**Exercise instructions:** Every line of the data that includes "HashMap" should be copied out.

**Data shown:**
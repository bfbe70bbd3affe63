use athena_probe::error::{ResolveError, ResolveResult};
use athena_probe::export::json::to_json;
use athena_probe::export::{ExportOptions, TreeResolver, export_json};
use athena_probe::modules::{Module, Registry};
use athena_probe::platform::AllowAll;
use athena_probe::resource::{Card, Identifier, Item, Resource, Screen, Text, Value};

use chrono::{TimeZone, Utc};
use pretty_assertions::assert_eq;
use serde_json::json;
use std::collections::{HashMap, HashSet};
use std::sync::Mutex;

/// A module serving fixed screens keyed by path ("" is the module root).
struct Graph {
    id: &'static str,
    screens: HashMap<String, Vec<Item>>,
    cards: HashMap<String, Vec<Card>>,
    failing: HashSet<String>,
    visits: Mutex<HashMap<String, usize>>,
}

impl Graph {
    fn new(id: &'static str) -> Self {
        Self {
            id,
            screens: HashMap::new(),
            cards: HashMap::new(),
            failing: HashSet::new(),
            visits: Mutex::new(HashMap::new()),
        }
    }

    fn screen(mut self, path: &str, items: Vec<Item>) -> Self {
        self.screens.insert(path.to_string(), items);
        self
    }

    fn cards(mut self, path: &str, cards: Vec<Card>) -> Self {
        self.cards.insert(path.to_string(), cards);
        self
    }

    fn failing(mut self, path: &str) -> Self {
        self.failing.insert(path.to_string());
        self
    }

    fn visits(&self, path: &str) -> usize {
        self.visits.lock().unwrap().get(path).copied().unwrap_or(0)
    }
}

impl Module for Graph {
    fn id(&self) -> &str {
        self.id
    }

    fn name(&self) -> Text {
        Text::literal(self.id)
    }

    fn description(&self) -> Text {
        Text::literal(format!("{} fixture", self.id))
    }

    fn resolve(&self, identifier: &Identifier) -> ResolveResult<Resource> {
        let path = identifier.path.join("/");
        *self.visits.lock().unwrap().entry(path.clone()).or_default() += 1;

        if self.failing.contains(&path) {
            return Err(ResolveError::Io(format!("cannot read {}", path)));
        }
        if let Some(items) = self.screens.get(&path) {
            return Ok(Screen::item_list(identifier.clone(), self.name(), items.clone()).into());
        }
        if let Some(cards) = self.cards.get(&path) {
            return Ok(Screen::card_list(identifier.clone(), self.name(), cards.clone()).into());
        }
        Err(ResolveError::NotFound)
    }
}

fn id(module: &str, path: &str) -> Identifier {
    Identifier::new(
        module,
        path.split('/').filter(|s| !s.is_empty()).map(String::from).collect(),
    )
}

fn leaf(name: &str, value: impl Into<Value>) -> Item {
    Item::new(name, Text::literal(name)).value(value)
}

fn link(name: &str, target: Identifier) -> Item {
    Item::new(name, Text::literal(name)).navigate_to(target)
}

fn compact() -> ExportOptions {
    ExportOptions {
        workers: 4,
        pretty: false,
        require_permissions: false,
    }
}

fn export_value(registry: &Registry<Graph>) -> serde_json::Value {
    let export = export_json(registry, &compact()).unwrap();
    serde_json::from_str(&export.json).unwrap()
}

#[test]
fn leaf_module_and_nested_subtree() {
    let registry = Registry::new(
        vec![
            Graph::new("deviceInfo").screen("", vec![leaf("model", "Pixel 7")]),
            Graph::new("display")
                .screen("", vec![link("0", id("display", "0"))])
                .screen("0", vec![leaf("width", 1080i64), leaf("hdr", false)]),
        ],
        Box::new(AllowAll),
    )
    .unwrap();

    assert_eq!(
        export_value(&registry),
        json!({
            "deviceInfo": {"model": "Pixel 7"},
            "display": {"0": {"width": 1080, "hdr": false}}
        })
    );
}

#[test]
fn keys_follow_discovery_order() {
    let registry = Registry::new(
        vec![
            Graph::new("zeta").screen("", vec![leaf("b", 1i64), leaf("a", 2i64)]),
            Graph::new("alpha").screen("", vec![]),
        ],
        Box::new(AllowAll),
    )
    .unwrap();

    let export = export_json(&registry, &compact()).unwrap();
    assert_eq!(export.json, r#"{"zeta":{"b":1,"a":2},"alpha":{}}"#);
}

#[test]
fn cycles_terminate() {
    let registry = Registry::new(
        vec![
            Graph::new("a")
                .screen("", vec![link("x", id("a", "x"))])
                .screen(
                    "x",
                    vec![
                        link("back", id("a", "")),
                        link("root", Identifier::ROOT),
                        leaf("v", 1i64),
                    ],
                ),
        ],
        Box::new(AllowAll),
    )
    .unwrap();

    let resolution = TreeResolver::new(&registry, 2).resolve_tree().unwrap();
    assert_eq!(resolution.resolved, vec![Identifier::ROOT, id("a", ""), id("a", "x")]);
    assert!(resolution.errors.is_empty());
    assert_eq!(to_json(&resolution.tree).unwrap(), json!({"a": {"x": {"v": 1}}}));

    let module = registry.module("a").unwrap();
    assert_eq!(module.visits(""), 1);
    assert_eq!(module.visits("x"), 1);
}

#[test]
fn shared_children_resolve_once() {
    let registry = Registry::new(
        vec![
            Graph::new("a")
                .screen(
                    "",
                    vec![
                        link("x", id("a", "x")),
                        link("y", id("a", "y")),
                        link("late", id("a", "late")),
                    ],
                )
                .screen("x", vec![link("s", id("a", "shared"))])
                .screen("y", vec![link("s", id("a", "shared"))])
                .screen("late", vec![])
                .screen("shared", vec![leaf("n", 7i64), link("late", id("a", "late"))]),
        ],
        Box::new(AllowAll),
    )
    .unwrap();

    assert_eq!(
        export_value(&registry),
        json!({"a": {"x": {}, "y": {}, "late": {}, "shared": {"n": 7}}})
    );

    let module = registry.module("a").unwrap();
    for path in ["", "x", "y", "late", "shared"] {
        assert_eq!(module.visits(path), 1, "{}", path);
    }
}

#[test]
fn failures_are_logged_and_omitted() {
    let registry = Registry::new(
        vec![
            Graph::new("ok").screen("", vec![leaf("v", true), link("gone", id("ok", "gone"))]),
            Graph::new("broken").failing(""),
        ],
        Box::new(AllowAll),
    )
    .unwrap();

    let export = export_json(&registry, &compact()).unwrap();
    assert_eq!(
        serde_json::from_str::<serde_json::Value>(&export.json).unwrap(),
        json!({"ok": {"v": true}})
    );
    assert_eq!(export.resolved, 4);
    assert_eq!(
        export.error_log_json(),
        json!({
            "athena://broken": {"code": "IO", "message": "I/O error: cannot read "},
            "athena://ok/gone": {"code": "NOT_FOUND", "message": "not found"}
        })
    );
}

#[test]
fn inline_data_at_a_linked_path_is_fatal() {
    let registry = Registry::new(
        vec![
            Graph::new("a")
                .screen("", vec![leaf("x", 1i64), link("more", id("a", "x"))])
                .screen("x", vec![]),
        ],
        Box::new(AllowAll),
    )
    .unwrap();

    let err = export_json(&registry, &compact()).unwrap_err();
    assert!(err.to_string().contains("data for athena://a/x already exists"), "{}", err);
}

#[test]
fn writing_below_a_leaf_is_fatal() {
    let registry = Registry::new(
        vec![
            Graph::new("a")
                .screen("", vec![leaf("x", 1i64), link("deep", id("a", "x/y"))])
                .screen("x/y", vec![]),
        ],
        Box::new(AllowAll),
    )
    .unwrap();

    let err = export_json(&registry, &compact()).unwrap_err();
    assert!(err.to_string().contains("a/x is not a mapping"), "{}", err);
}

#[test]
fn value_types_survive_json() {
    let date = Utc.with_ymd_and_hms(2024, 3, 5, 14, 7, 9).unwrap();
    let registry = Registry::new(
        vec![Graph::new("types").cards(
            "",
            vec![Card::new(
                "all",
                Text::literal("All"),
                vec![
                    leaf("string", "text"),
                    leaf("bool", true),
                    leaf("int", -3i64),
                    leaf("uint", u64::MAX),
                    leaf("float", 2.5f64),
                    leaf("date", date),
                    Item::new("bytes", Text::literal("bytes")).value(Value::bytes(4096)),
                    Item::new("freq", Text::literal("freq")).value(Value::frequency(1_800_000_000)),
                    Item::new("enum", Text::literal("enum"))
                        .value(Value::enumeration("Charging", 1, &[("Charging", "Charging")])),
                    leaf("ints", vec![1i64, 2]),
                    leaf("floats", vec![0.5f64]),
                    leaf("strings", Vec::<String>::new()),
                    Item::new("none", Text::literal("none")),
                ],
            )],
        )],
        Box::new(AllowAll),
    )
    .unwrap();

    assert_eq!(
        export_value(&registry),
        json!({"types": {"all": {
            "string": "text",
            "bool": true,
            "int": -3,
            "uint": u64::MAX,
            "float": 2.5,
            "date": 1709647629000i64,
            "bytes": 4096,
            "freq": 1800000000u64,
            "enum": "Charging",
            "ints": [1, 2],
            "floats": [0.5],
            "strings": [],
            "none": null
        }}})
    );
}

#[test]
fn output_does_not_depend_on_worker_count() {
    let mut fan = Graph::new("fan");
    let children: Vec<Item> = (0..40)
        .map(|i| link(&i.to_string(), id("fan", &i.to_string())))
        .collect();
    fan = fan.screen("", children);
    for i in 0..40 {
        let shared = format!("shared{}", i % 5);
        fan = fan.screen(
            &i.to_string(),
            vec![leaf("i", i as i64), link("s", id("fan", &shared))],
        );
    }
    for s in 0..5 {
        fan = fan.screen(&format!("shared{}", s), vec![leaf("s", s as i64)]);
    }
    let registry = Registry::new(vec![fan], Box::new(AllowAll)).unwrap();

    let outputs: Vec<String> = [0, 1, 3, 64]
        .into_iter()
        .map(|workers| {
            let options = ExportOptions {
                workers,
                ..compact()
            };
            export_json(&registry, &options).unwrap().json
        })
        .collect();
    for out in &outputs[1..] {
        assert_eq!(out, &outputs[0]);
    }

    // Four passes, each resolving every node once.
    let module = registry.module("fan").unwrap();
    assert_eq!(module.visits("7"), 4);
    assert_eq!(module.visits("shared3"), 4);
}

**Task solution:**
use std::collections::{HashMap, HashSet};
    screens: HashMap<String, Vec<Item>>,
    cards: HashMap<String, Vec<Card>>,
    visits: Mutex<HashMap<String, usize>>,
            screens: HashMap::new(),
            cards: HashMap::new(),
            visits: Mutex::new(HashMap::new()),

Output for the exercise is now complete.